Grant has also been proactive in spearheading the country’s efforts to benefit from Cuba’s agricultural expertise via an alliance. A Memorandum of Understanding was signed on May 26, between the JAS and Cuba’s National Association of Small Farmers.

“One of the commitments that I gave to the farmers, when I presented myself for leadership in the agricultural sector, was that I would seek to expand local and international alliances that will help to empower the farmers and create an enabling environment,” says Grant, who led a delegation to Cuba last year. “The National Association in Cuba is an impressive organisation… some of the technologies that they use are basic and simple but they work… during the next 12 months you will see a very active farmer exchange programme and this will be the beginning of a relationship of tremendous development for over 200,000 Jamaican farmers.”

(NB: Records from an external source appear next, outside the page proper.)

use std::path::{Path, PathBuf};

/// Startup settings of the viewer. The binary starts from the defaults and
/// applies its command line on top.
#[derive(Debug, Clone, PartialEq)]
pub struct Config {
    pub title: String,
    pub width: u32,
    pub height: u32,
    pub lighting_vertex_shader: PathBuf,
    pub lighting_fragment_shader: PathBuf,
    pub lamp_vertex_shader: PathBuf,
    pub lamp_fragment_shader: PathBuf,
    pub diffuse_texture: PathBuf,
    pub specular_texture: PathBuf,
    /// Scene file to show instead of the cubes.
    pub model: Option<PathBuf>,
    pub clear_color: [f32; 4],
    pub near: f32,
    pub far: f32,
    pub capture_mouse: bool,
}

impl Default for Config {
    fn default() -> Self {
        Config::with_assets(Path::new("."))
    }
}

impl Config {
    /// The default configuration with every asset path under `assets`.
    pub fn with_assets(assets: &Path) -> Config {
        Config {
            title: env!("CARGO_PKG_NAME").to_string(),
            width: 1280,
            height: 720,
            lighting_vertex_shader: assets.join("shaders/lighting.vert"),
            lighting_fragment_shader: assets.join("shaders/lighting.frag"),
            lamp_vertex_shader: assets.join("shaders/lamp.vert"),
            lamp_fragment_shader: assets.join("shaders/lamp.frag"),
            diffuse_texture: assets.join("resources/container2.png"),
            specular_texture: assets.join("resources/container2_specular.png"),
            model: None,
            clear_color: [0.43, 0.44, 0.47, 1.0],
            near: 0.1,
            far: 100.0,
            capture_mouse: true,
        }
    }
}
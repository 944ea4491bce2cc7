use glam::{Vec2, Vec3};

use crate::renderer::backend::Gpu;
use crate::renderer::mesh::{MaterialTexture, Mesh, MeshError, Vertex};

/// Position, normal and texture coordinates of the 36 vertices of a unit
/// cube centered on the origin, two triangles per face.
#[rustfmt::skip]
const CUBE_VERTICES: [[f32; 8]; 36] = [
    [-0.5, -0.5, -0.5,  0.0,  0.0, -1.0,  0.0, 0.0],
    [ 0.5, -0.5, -0.5,  0.0,  0.0, -1.0,  1.0, 0.0],
    [ 0.5,  0.5, -0.5,  0.0,  0.0, -1.0,  1.0, 1.0],
    [ 0.5,  0.5, -0.5,  0.0,  0.0, -1.0,  1.0, 1.0],
    [-0.5,  0.5, -0.5,  0.0,  0.0, -1.0,  0.0, 1.0],
    [-0.5, -0.5, -0.5,  0.0,  0.0, -1.0,  0.0, 0.0],

    [-0.5, -0.5,  0.5,  0.0,  0.0,  1.0,  0.0, 0.0],
    [ 0.5, -0.5,  0.5,  0.0,  0.0,  1.0,  1.0, 0.0],
    [ 0.5,  0.5,  0.5,  0.0,  0.0,  1.0,  1.0, 1.0],
    [ 0.5,  0.5,  0.5,  0.0,  0.0,  1.0,  1.0, 1.0],
    [-0.5,  0.5,  0.5,  0.0,  0.0,  1.0,  0.0, 1.0],
    [-0.5, -0.5,  0.5,  0.0,  0.0,  1.0,  0.0, 0.0],

    [-0.5,  0.5,  0.5, -1.0,  0.0,  0.0,  1.0, 0.0],
    [-0.5,  0.5, -0.5, -1.0,  0.0,  0.0,  1.0, 1.0],
    [-0.5, -0.5, -0.5, -1.0,  0.0,  0.0,  0.0, 1.0],
    [-0.5, -0.5, -0.5, -1.0,  0.0,  0.0,  0.0, 1.0],
    [-0.5, -0.5,  0.5, -1.0,  0.0,  0.0,  0.0, 0.0],
    [-0.5,  0.5,  0.5, -1.0,  0.0,  0.0,  1.0, 0.0],

    [ 0.5,  0.5,  0.5,  1.0,  0.0,  0.0,  1.0, 0.0],
    [ 0.5,  0.5, -0.5,  1.0,  0.0,  0.0,  1.0, 1.0],
    [ 0.5, -0.5, -0.5,  1.0,  0.0,  0.0,  0.0, 1.0],
    [ 0.5, -0.5, -0.5,  1.0,  0.0,  0.0,  0.0, 1.0],
    [ 0.5, -0.5,  0.5,  1.0,  0.0,  0.0,  0.0, 0.0],
    [ 0.5,  0.5,  0.5,  1.0,  0.0,  0.0,  1.0, 0.0],

    [-0.5, -0.5, -0.5,  0.0, -1.0,  0.0,  0.0, 1.0],
    [ 0.5, -0.5, -0.5,  0.0, -1.0,  0.0,  1.0, 1.0],
    [ 0.5, -0.5,  0.5,  0.0, -1.0,  0.0,  1.0, 0.0],
    [ 0.5, -0.5,  0.5,  0.0, -1.0,  0.0,  1.0, 0.0],
    [-0.5, -0.5,  0.5,  0.0, -1.0,  0.0,  0.0, 0.0],
    [-0.5, -0.5, -0.5,  0.0, -1.0,  0.0,  0.0, 1.0],

    [-0.5,  0.5, -0.5,  0.0,  1.0,  0.0,  0.0, 1.0],
    [ 0.5,  0.5, -0.5,  0.0,  1.0,  0.0,  1.0, 1.0],
    [ 0.5,  0.5,  0.5,  0.0,  1.0,  0.0,  1.0, 0.0],
    [ 0.5,  0.5,  0.5,  0.0,  1.0,  0.0,  1.0, 0.0],
    [-0.5,  0.5,  0.5,  0.0,  1.0,  0.0,  0.0, 0.0],
    [-0.5,  0.5, -0.5,  0.0,  1.0,  0.0,  0.0, 1.0],
];

/// Where the cubes of the default scene are placed.
pub const CUBE_POSITIONS: [Vec3; 10] = [
    Vec3::new(0.0, 0.0, 0.0),
    Vec3::new(2.0, 5.0, -15.0),
    Vec3::new(-1.5, -2.2, -2.5),
    Vec3::new(-3.8, -2.0, -12.3),
    Vec3::new(2.4, -0.4, -3.5),
    Vec3::new(-1.7, 3.0, -7.5),
    Vec3::new(1.3, -2.0, -2.5),
    Vec3::new(1.5, 2.0, -2.5),
    Vec3::new(1.5, 0.2, -1.5),
    Vec3::new(-1.3, 1.0, -1.5),
];

pub fn cube_vertices() -> Vec<Vertex> {
    CUBE_VERTICES
        .iter()
        .map(|v| {
            Vertex::new(
                Vec3::new(v[0], v[1], v[2]),
                Vec3::new(v[3], v[4], v[5]),
                Vec2::new(v[6], v[7]),
            )
        })
        .collect()
}

/// A unit cube mesh using the given textures.
pub fn cube(gpu: &Gpu, textures: Vec<MaterialTexture>) -> Result<Mesh, MeshError> {
    let indices = (0..CUBE_VERTICES.len() as u32).collect();
    Mesh::new(gpu, cube_vertices(), indices, textures)
}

The JTI notes that the private sector in recent years has managed to make some inroads in the Cuban market through the use of interpreters; the line of credit which exists between the Banco de Nacional in Cuba and the National Export Import Bank of Jamaica (EXIM); and the export facilitation efforts supported by the GOJ through Jamaica Trade and Invest (JTI), the Embassy in Cuba and local private sector stakeholders such as the Jamaica Manufacturers’ Association (JMA). Whether this will lead to maximisation of the potential of Cuba’s much sought-after market, one will have to wait and see.

www.bachelorpartycuba.com – Cuba bachelor party and bachelorette weekend

European Union (EU) and Cuban officials will meet shortly to open the political dialogue

European Union (EU) and Cuban officials will meet shortly to open the political dialogue the EU had proposed after it lifted the five-year diplomatic sanctions on the Communist-ruled island early this year, EFE reported Wednesday quoting the Spanish foreign minister.

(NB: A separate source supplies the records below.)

impl Document<'_> {
    fn load_primitive(&self, primitive: &JsonObject, name: Option<&str>) -> Result<RawMesh, String> {
        let attributes = object(required(primitive, "attributes")?)?;
        let attribute = |semantic: &str| attributes.get(semantic).map(take_usize).transpose();

        let position = attribute("POSITION")?.ok_or("primitive has no POSITION attribute")?;
        let positions = self.read_vec3s(position)?;
        let vertex_count = positions.len();
        let check_length = |semantic: &str, len: usize| {
            if len == vertex_count {
                Ok(())
            } else {
                Err(format!("{semantic} has {len} elements, POSITION has {vertex_count}"))
            }
        };

        let normals = attribute("NORMAL")?.map(|i| self.read_vec3s(i)).transpose()?;
        let tex_coords = attribute("TEXCOORD_0")?
            .map(|i| self.read_floats(i, 2))
            .transpose()?
            .map(|values| values.chunks_exact(2).map(Vec2::from_slice).collect::<Vec<_>>());
        let tangents = attribute("TANGENT")?.map(|i| self.read_floats(i, 4)).transpose()?;
        if let Some(normals) = &normals {
            check_length("NORMAL", normals.len())?;
        }
        if let Some(tex_coords) = &tex_coords {
            check_length("TEXCOORD_0", tex_coords.len())?;
        }
        if let Some(tangents) = &tangents {
            check_length("TANGENT", tangents.len() / 4)?;
        }

        // glTF tangents are xyz + the handedness of the bitangent in w.
        let (tangents, bitangents) = match tangents {
            Some(values) => {
                let tangents = values.chunks_exact(4).map(Vec3::from_slice).collect::<Vec<_>>();
                let bitangents = normals.as_ref().map(|normals| {
                    normals
                        .iter()
                        .zip(values.chunks_exact(4))
                        .map(|(normal, t)| normal.cross(Vec3::from_slice(t)) * t[3])
                        .collect::<Vec<_>>()
                });
                (Some(tangents), bitangents)
            }
            None => (None, None),
        };

        let indices = match primitive.get("indices").map(take_usize).transpose()? {
            Some(accessor) => self.read_indices(accessor)?,
            None => (0..vertex_count as u32).collect(),
        };
        if indices.len() % 3 != 0 {
            return Err(format!("{} indices do not form whole triangles", indices.len()));
        }
        if let Some(index) = indices.iter().find(|&&i| i as usize >= vertex_count) {
            return Err(format!("index {index} is out of range of {vertex_count} vertices"));
        }

        Ok(RawMesh {
            name: name.map(str::to_string),
            positions,
            normals,
            tex_coords,
            tangents,
            bitangents,
            indices,
            material: primitive.get("material").map(take_usize).transpose()?,
        })
    }

    fn accessor_view(&self, index: usize) -> Result<Option<AccessorView<'_>>, String> {
        let accessor = object(self.accessors.get(index).ok_or_else(|| format!("accessor {index} does not exist"))?)?;
        if accessor.contains_key("sparse") {
            return Err(format!("accessor {index} is sparse, which is not supported"));
        }
        let count = take_usize(required(accessor, "count")?)?;
        let components = match string(required(accessor, "type")?)? {
            "SCALAR" => 1,
            "VEC2" => 2,
            "VEC3" => 3,
            "VEC4" => 4,
            type_ => return Err(format!("unexpected accessor type \"{type_}\"")),
        };
        let component_type = take_usize(required(accessor, "componentType")?)?;
        let normalized = match accessor.get("normalized") {
            Some(value) => *value.get::<bool>().ok_or("normalized is not a boolean")?,
            None => false,
        };
        let Some(buffer_view) = accessor.get("bufferView") else {
            // Accessors without a buffer view are all zeros.
            if count > MAX_UNBACKED_ELEMENTS {
                return Err(format!("accessor {index} has too many elements ({count})"));
            }
            return Ok(None);
        };

        let buffer_view = take_usize(buffer_view)?;
        let view = object(self.buffer_views.get(buffer_view).ok_or_else(|| format!("buffer view {buffer_view} does not exist"))?)?;
        let buffer = take_usize(required(view, "buffer")?)?;
        let buffer = self.buffers.get(buffer).ok_or_else(|| format!("buffer {buffer} does not exist"))?;
        let view_offset = view.get("byteOffset").map(take_usize).transpose()?.unwrap_or(0);
        let view_length = take_usize(required(view, "byteLength")?)?;
        let view_data = view_offset
            .checked_add(view_length)
            .and_then(|end| buffer.get(view_offset..end))
            .ok_or_else(|| format!("buffer view {buffer_view} is out of bounds"))?;

        let mut accessor_view = AccessorView {
            data: &[],
            count,
            components,
            component_type,
            normalized,
            stride: 0,
        };
        let element_size = components * accessor_view.component_size();
        let stride = view.get("byteStride").map(take_usize).transpose()?.unwrap_or(element_size);
        if stride < element_size {
            return Err(format!(
                "buffer view {buffer_view} has a stride of {stride}, elements are {element_size} bytes"
            ));
        }
        let offset = accessor.get("byteOffset").map(take_usize).transpose()?.unwrap_or(0);
        let length = match count.checked_sub(1) {
            None => Some(0),
            Some(last) => last
                .checked_mul(stride)
                .and_then(|start| start.checked_add(element_size)),
        };
        accessor_view.data = length
            .and_then(|length| offset.checked_add(length))
            .and_then(|end| view_data.get(offset..end))
            .ok_or_else(|| format!("accessor {index} is out of bounds"))?;
        accessor_view.stride = stride;
        Ok(Some(accessor_view))
    }

    /// Reads a float accessor with `components` components per element into a
    /// flat list. Normalized integer components are converted to [0, 1].
    fn read_floats(&self, index: usize, components: usize) -> Result<Vec<f32>, String> {
        let Some(view) = self.accessor_view(index)? else {
            let count = take_usize(required(object(&self.accessors[index])?, "count")?)?;
            let length = count
                .checked_mul(components)
                .ok_or_else(|| format!("accessor {index} has too many elements ({count})"))?;
            return Ok(vec![0.0; length]);
        };
        if view.components != components {
            return Err(format!(
                "accessor {index} has {} components, expected {components}",
                view.components
            ));
        }
        let convert: fn(&[u8]) -> f32 = match (view.component_type, view.normalized) {
            (COMPONENT_F32, _) => |b| f32::from_le_bytes([b[0], b[1], b[2], b[3]]),
            (COMPONENT_U8, true) => |b| b[0] as f32 / 255.0,
            (COMPONENT_U16, true) => |b| u16::from_le_bytes([b[0], b[1]]) as f32 / 65535.0,
            (type_, _) => return Err(format!("accessor {index} has unsupported component type {type_}")),
        };
        let mut values = Vec::with_capacity(view.count * components);
        for element in 0..view.count {
            for component in 0..components {
                values.push(convert(view.read_component(element, component)));
            }
        }
        Ok(values)
    }

    fn read_vec3s(&self, index: usize) -> Result<Vec<Vec3>, String> {
        let values = self.read_floats(index, 3)?;
        Ok(values.chunks_exact(3).map(Vec3::from_slice).collect())
    }

    fn read_indices(&self, index: usize) -> Result<Vec<u32>, String> {
        let Some(view) = self.accessor_view(index)? else {
            return Err(format!("index accessor {index} has no buffer view"));
        };
        if view.components != 1 {
            return Err(format!("index accessor {index} is not SCALAR"));
        }
        let convert: fn(&[u8]) -> u32 = match view.component_type {
            COMPONENT_U8 => |b| b[0] as u32,
            COMPONENT_U16 => |b| u16::from_le_bytes([b[0], b[1]]) as u32,
            COMPONENT_U32 => |b| u32::from_le_bytes([b[0], b[1], b[2], b[3]]),
            type_ => return Err(format!("index accessor {index} has unsupported component type {type_}")),
        };
        Ok((0..view.count)
            .map(|element| convert(view.read_component(element, 0)))
            .collect())
    }
}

The first formal meeting would take place between Cuba and France, which currently holds the EU rotating presidency, Miguel Angel Moratinos Tuesday told parliament without giving the time or the place of the meeting.

French and Cuban officials agreed on the meeting during last week’s UN General Assembly session, he said.

The EU agreed in June to lift the diplomatic sanctions imposed on Cuba in 2003 and to open an unconditional dialogue with the goal of improving Cuba’s political and human rights situation.

Moratinos said Spain aims at playing a key role in promoting Latin America’s political, economic and rights situations.

“We don’t want to be leaders in Latin America, but to play an influential part. We have good relations with all because that is our responsibility,” Moratinos said and defended Spain’s diplomatic relations with Latin America’s Leftist regimes in Venezuela under Hugo Chavez or Bolivia under Evo Morales as part of its “fluid and direct” dialogue with the countries of the region.

“We have managed to consolidate a strategic presence without precedent in Latin America,” Moratinos said in an apparent rejoinder to criticism by Cuba’s rightist elements that Madrid’s approach to Latin America is ambivalent.